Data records
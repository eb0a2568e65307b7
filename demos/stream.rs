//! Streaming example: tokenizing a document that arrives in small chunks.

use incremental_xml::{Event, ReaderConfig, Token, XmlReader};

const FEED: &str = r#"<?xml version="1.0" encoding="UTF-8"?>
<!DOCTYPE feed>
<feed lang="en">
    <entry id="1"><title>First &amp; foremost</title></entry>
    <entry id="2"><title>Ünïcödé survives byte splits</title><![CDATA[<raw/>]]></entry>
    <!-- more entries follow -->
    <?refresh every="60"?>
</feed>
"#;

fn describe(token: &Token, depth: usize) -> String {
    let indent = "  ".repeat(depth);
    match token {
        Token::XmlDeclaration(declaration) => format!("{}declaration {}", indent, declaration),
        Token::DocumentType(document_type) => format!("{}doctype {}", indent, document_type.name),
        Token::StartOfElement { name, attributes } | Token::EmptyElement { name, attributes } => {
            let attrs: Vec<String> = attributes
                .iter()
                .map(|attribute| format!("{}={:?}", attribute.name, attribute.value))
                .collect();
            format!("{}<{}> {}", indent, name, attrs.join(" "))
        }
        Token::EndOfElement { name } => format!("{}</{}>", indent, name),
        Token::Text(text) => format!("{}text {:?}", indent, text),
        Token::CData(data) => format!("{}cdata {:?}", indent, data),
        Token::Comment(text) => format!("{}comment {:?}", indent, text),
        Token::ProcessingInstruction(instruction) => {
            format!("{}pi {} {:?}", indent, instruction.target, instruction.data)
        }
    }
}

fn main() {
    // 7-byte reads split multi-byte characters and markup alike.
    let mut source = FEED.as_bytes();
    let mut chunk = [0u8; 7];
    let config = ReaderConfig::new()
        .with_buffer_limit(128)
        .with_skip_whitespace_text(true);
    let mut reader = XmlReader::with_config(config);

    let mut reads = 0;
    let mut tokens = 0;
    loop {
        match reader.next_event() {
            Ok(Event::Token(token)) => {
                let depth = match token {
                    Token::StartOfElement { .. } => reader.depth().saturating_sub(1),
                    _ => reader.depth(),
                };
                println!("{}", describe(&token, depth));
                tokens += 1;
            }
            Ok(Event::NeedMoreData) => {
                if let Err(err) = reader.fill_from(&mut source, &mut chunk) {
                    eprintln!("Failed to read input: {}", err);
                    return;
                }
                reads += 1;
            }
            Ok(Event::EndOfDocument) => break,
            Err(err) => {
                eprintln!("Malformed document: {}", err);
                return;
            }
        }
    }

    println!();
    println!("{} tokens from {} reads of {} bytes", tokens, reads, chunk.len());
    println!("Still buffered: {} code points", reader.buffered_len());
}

TASK ITEM
Your task is to write out every record exactly.

FINISHED TASK
repository eb0a2568e65307b7
filename demos/stream.rs
//! Streaming example: tokenizing a document that arrives in small chunks.

use incremental_xml::{Event, ReaderConfig, Token, XmlReader};

const FEED: &str = r#"<?xml version="1.0" encoding="UTF-8"?>
<!DOCTYPE feed>
<feed lang="en">
    <entry id="1"><title>First &amp; foremost</title></entry>
    <entry id="2"><title>Ünïcödé survives byte splits</title><![CDATA[<raw/>]]></entry>
    <!-- more entries follow -->
    <?refresh every="60"?>
</feed>
"#;

fn describe(token: &Token, depth: usize) -> String {
    let indent = "  ".repeat(depth);
    match token {
        Token::XmlDeclaration(declaration) => format!("{}declaration {}", indent, declaration),
        Token::DocumentType(document_type) => format!("{}doctype {}", indent, document_type.name),
        Token::StartOfElement { name, attributes } | Token::EmptyElement { name, attributes } => {
            let attrs: Vec<String> = attributes
                .iter()
                .map(|attribute| format!("{}={:?}", attribute.name, attribute.value))
                .collect();
            format!("{}<{}> {}", indent, name, attrs.join(" "))
        }
        Token::EndOfElement { name } => format!("{}</{}>", indent, name),
        Token::Text(text) => format!("{}text {:?}", indent, text),
        Token::CData(data) => format!("{}cdata {:?}", indent, data),
        Token::Comment(text) => format!("{}comment {:?}", indent, text),
        Token::ProcessingInstruction(instruction) => {
            format!("{}pi {} {:?}", indent, instruction.target, instruction.data)
        }
    }
}

fn main() {
    // 7-byte reads split multi-byte characters and markup alike.
    let mut source = FEED.as_bytes();
    let mut chunk = [0u8; 7];
    let config = ReaderConfig::new()
        .with_buffer_limit(128)
        .with_skip_whitespace_text(true);
    let mut reader = XmlReader::with_config(config);

    let mut reads = 0;
    let mut tokens = 0;
    loop {
        match reader.next_event() {
            Ok(Event::Token(token)) => {
                let depth = match token {
                    Token::StartOfElement { .. } => reader.depth().saturating_sub(1),
                    _ => reader.depth(),
                };
                println!("{}", describe(&token, depth));
                tokens += 1;
            }
            Ok(Event::NeedMoreData) => {
                if let Err(err) = reader.fill_from(&mut source, &mut chunk) {
                    eprintln!("Failed to read input: {}", err);
                    return;
                }
                reads += 1;
            }
            Ok(Event::EndOfDocument) => break,
            Err(err) => {
                eprintln!("Malformed document: {}", err);
                return;
            }
        }
    }

    println!();
    println!("{} tokens from {} reads of {} bytes", tokens, reads, chunk.len());
    println!("Still buffered: {} code points", reader.buffered_len());
}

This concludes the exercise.